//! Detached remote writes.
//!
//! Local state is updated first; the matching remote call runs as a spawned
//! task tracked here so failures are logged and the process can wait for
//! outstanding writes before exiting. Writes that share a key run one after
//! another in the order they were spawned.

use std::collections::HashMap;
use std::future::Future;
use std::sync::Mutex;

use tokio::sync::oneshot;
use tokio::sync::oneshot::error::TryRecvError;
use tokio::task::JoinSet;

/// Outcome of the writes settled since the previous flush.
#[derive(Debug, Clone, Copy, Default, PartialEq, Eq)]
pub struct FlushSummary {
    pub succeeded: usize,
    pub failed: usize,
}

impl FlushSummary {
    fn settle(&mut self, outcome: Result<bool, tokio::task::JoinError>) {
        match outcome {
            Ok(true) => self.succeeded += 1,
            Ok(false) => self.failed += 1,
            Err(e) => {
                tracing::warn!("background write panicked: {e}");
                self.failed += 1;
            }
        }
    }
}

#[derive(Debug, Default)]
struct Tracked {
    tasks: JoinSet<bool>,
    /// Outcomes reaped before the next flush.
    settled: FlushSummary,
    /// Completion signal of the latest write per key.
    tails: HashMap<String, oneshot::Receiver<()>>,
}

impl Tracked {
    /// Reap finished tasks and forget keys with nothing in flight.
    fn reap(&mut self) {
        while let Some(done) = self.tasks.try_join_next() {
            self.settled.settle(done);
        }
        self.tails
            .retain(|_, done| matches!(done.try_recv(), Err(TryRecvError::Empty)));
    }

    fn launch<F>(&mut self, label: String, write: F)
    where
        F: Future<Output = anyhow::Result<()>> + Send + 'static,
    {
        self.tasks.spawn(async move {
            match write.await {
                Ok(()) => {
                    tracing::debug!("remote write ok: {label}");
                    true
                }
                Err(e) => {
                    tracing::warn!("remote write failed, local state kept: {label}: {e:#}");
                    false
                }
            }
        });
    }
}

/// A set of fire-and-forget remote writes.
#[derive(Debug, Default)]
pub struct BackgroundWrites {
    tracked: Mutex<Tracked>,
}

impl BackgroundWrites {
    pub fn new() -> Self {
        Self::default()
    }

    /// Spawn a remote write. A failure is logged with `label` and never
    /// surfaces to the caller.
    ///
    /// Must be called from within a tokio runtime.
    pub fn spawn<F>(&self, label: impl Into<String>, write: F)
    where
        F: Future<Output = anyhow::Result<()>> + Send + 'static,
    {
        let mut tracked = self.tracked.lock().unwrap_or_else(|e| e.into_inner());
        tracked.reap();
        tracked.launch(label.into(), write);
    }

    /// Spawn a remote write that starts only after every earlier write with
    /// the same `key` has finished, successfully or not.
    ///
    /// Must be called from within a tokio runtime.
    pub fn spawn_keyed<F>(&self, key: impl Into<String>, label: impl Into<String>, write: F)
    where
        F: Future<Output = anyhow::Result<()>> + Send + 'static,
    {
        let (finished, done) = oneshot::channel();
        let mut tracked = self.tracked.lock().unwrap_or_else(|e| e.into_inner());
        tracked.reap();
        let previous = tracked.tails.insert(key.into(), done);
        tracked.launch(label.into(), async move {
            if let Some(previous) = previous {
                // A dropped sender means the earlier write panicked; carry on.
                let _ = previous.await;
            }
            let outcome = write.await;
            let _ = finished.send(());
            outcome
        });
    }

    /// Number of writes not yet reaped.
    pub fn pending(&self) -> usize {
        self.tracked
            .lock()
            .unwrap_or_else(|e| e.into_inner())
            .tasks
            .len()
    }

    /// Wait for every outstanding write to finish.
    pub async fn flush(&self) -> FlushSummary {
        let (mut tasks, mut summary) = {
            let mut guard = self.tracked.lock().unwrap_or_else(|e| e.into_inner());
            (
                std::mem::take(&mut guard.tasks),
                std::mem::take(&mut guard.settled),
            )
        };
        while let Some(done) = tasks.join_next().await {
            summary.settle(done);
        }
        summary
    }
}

■ Instructions to follow
Look over the records above, and wherever a line contains the string "settled", copy that line.

■ Solution to the problem
/// Outcome of the writes settled since the previous flush.
    settled: FlushSummary,
            self.settled.settle(done);
                std::mem::take(&mut guard.settled),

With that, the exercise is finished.